Canadian paralympian

Dr. Gary Birch, is a Canadian Paralympian, an expert in brain–computer interface (BCI) technology and executive director of the Neil Squire Society. In 1975, Dr. Birch was involved in an automobile accident which resulted in injuries to the C6 and C7 area of his spine making him a low-level quadriplegic. He was one of the original players of Murderball (wheelchair rugby), and won several medals in the 1980 Summer Paralympics in the Netherlands. In 2008, he was appointed an Officer of the Order of Canada. He continues to champion accessibility through his Research and Development work in assistive technologies at the University of British Columbia, the Rick Hansen Institute, and the Neil Squire Society.

== Early and academic life ==

Born October 20, 1957, Gary Birch grew up in Calgary, Alberta.
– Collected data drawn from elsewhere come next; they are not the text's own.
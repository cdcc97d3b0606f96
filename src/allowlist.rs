//! Allow-list resolution and target filtering.
//!
//! The pure core of ZenSwitch: merging the default allow-list with
//! user-provided additions and exclusions, then filtering the running
//! application names down to the apps that should be closed.
//!
//! App names are compared case-insensitively after trimming whitespace.
//! The original casing of the first occurrence is preserved for display.

use std::collections::HashSet;

/// Apps that must never be closed regardless of user configuration.
///
/// These cover OS-critical processes and the shells users run `zen` from.
/// Injected into [`resolve`] rather than read as a global so tests can
/// substitute their own defaults.
pub const DEFAULT_ALLOWED_APPS: &[&str] = &[
    "Terminal",
    "iTerm2",
    "Finder",
    "Dock",
    "System Settings",
    "Activity Monitor",
];

/// User-configurable allow-list options, merged from the config file and CLI
/// flags before being handed to the resolver.
#[derive(Debug, Clone, Default, PartialEq, Eq)]
pub struct Options {
    /// App names added to the allow-list.
    pub allowed_apps: Vec<String>,
    /// App names removed from the allow-list, overriding defaults and
    /// `allowed_apps` alike.
    pub disallowed_apps: Vec<String>,
    /// When true, the built-in default allow-list is omitted entirely and
    /// only `allowed_apps` protect anything.
    pub replace_default_allowed: bool,
}

/// Normalized comparison key for an app name.
fn key(name: &str) -> String {
    name.trim().to_lowercase()
}

/// Resolve the effective allow-list from `defaults` and `options`.
///
/// Order is significant: defaults first (unless replaced), then user
/// additions. Duplicates under case-insensitive comparison are dropped,
/// first occurrence wins. Disallowed names are removed last, so disallowing
/// a default works even though defaults were appended first.
///
/// Total over its input domain; never fails.
pub fn resolve(defaults: &[&str], options: &Options) -> Vec<String> {
    let mut result: Vec<String> = Vec::new();
    let mut seen: HashSet<String> = HashSet::new();

    let mut append_unique = |name: &str| {
        let trimmed = name.trim();
        if trimmed.is_empty() {
            return;
        }
        if seen.insert(key(trimmed)) {
            result.push(trimmed.to_string());
        }
    };

    if !options.replace_default_allowed {
        for app in defaults {
            append_unique(app);
        }
    }
    for app in &options.allowed_apps {
        append_unique(app);
    }

    if !options.disallowed_apps.is_empty() {
        let blocked: HashSet<String> = options
            .disallowed_apps
            .iter()
            .map(|app| key(app))
            .filter(|k| !k.is_empty())
            .collect();
        result.retain(|app| !blocked.contains(&key(app)));
    }

    result
}

/// Filter `running` down to the apps eligible for closure.
///
/// Emits every running app whose name is absent (case-insensitively) from
/// both `allow_list` and `self_names`, preserving the relative order of
/// `running`. Sorting for deterministic output is the caller's concern.
pub fn filter_targets(running: &[String], allow_list: &[String], self_names: &[String]) -> Vec<String> {
    let allowed: HashSet<String> = allow_list
        .iter()
        .map(|app| key(app))
        .chain(self_names.iter().map(|app| key(app)))
        .collect();

    running
        .iter()
        .filter(|app| !allowed.contains(&key(app)))
        .cloned()
        .collect()
}

/// Merge `incoming` into `base`, trimming entries, dropping blanks, and
/// deduplicating case-insensitively (first occurrence's casing retained).
pub fn merge_app_lists(base: &[String], incoming: &[String]) -> Vec<String> {
    let mut result: Vec<String> = Vec::with_capacity(base.len() + incoming.len());
    let mut seen: HashSet<String> = HashSet::new();

    for app in base.iter().chain(incoming.iter()) {
        let trimmed = app.trim();
        if trimmed.is_empty() {
            continue;
        }
        if seen.insert(key(trimmed)) {
            result.push(trimmed.to_string());
        }
    }

    result
}

/// Remove every entry of `to_remove` from `base` (case-insensitive, trimmed).
/// The surviving entries come back deduplicated like [`merge_app_lists`].
pub fn remove_from_app_list(base: &[String], to_remove: &[String]) -> Vec<String> {
    let blocked: HashSet<String> = to_remove
        .iter()
        .map(|app| key(app))
        .filter(|k| !k.is_empty())
        .collect();

    merge_app_lists(base, &[])
        .into_iter()
        .filter(|app| !blocked.contains(&key(app)))
        .collect()
}

/// Split a comma-separated app list into trimmed, non-empty names.
pub fn split_app_list(raw: &str) -> Vec<String> {
    raw.split(',')
        .map(str::trim)
        .filter(|name| !name.is_empty())
        .map(str::to_string)
        .collect()
}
Dr. Birch was set to begin studying Engineering at the University of Calgary in 1975 when he was involved in a motor vehicle accident that made him a quadriplegic. It took 4 months of acute care and 4 months of rehabilitation at the G.F. Strong Centre in Vancouver for Dr. Birch to begin adjusting to his new life in a wheelchair. In the autumn of 1976, he enrolled in the Pre-Engineering program at the University of Victoria. He earned his B.A. Sc. in Electrical Engineering in 1983, and in 1988 received a Doctorate in Electrical Engineering (Biomedical Signal Processing), from the University of British Columbia in Vancouver.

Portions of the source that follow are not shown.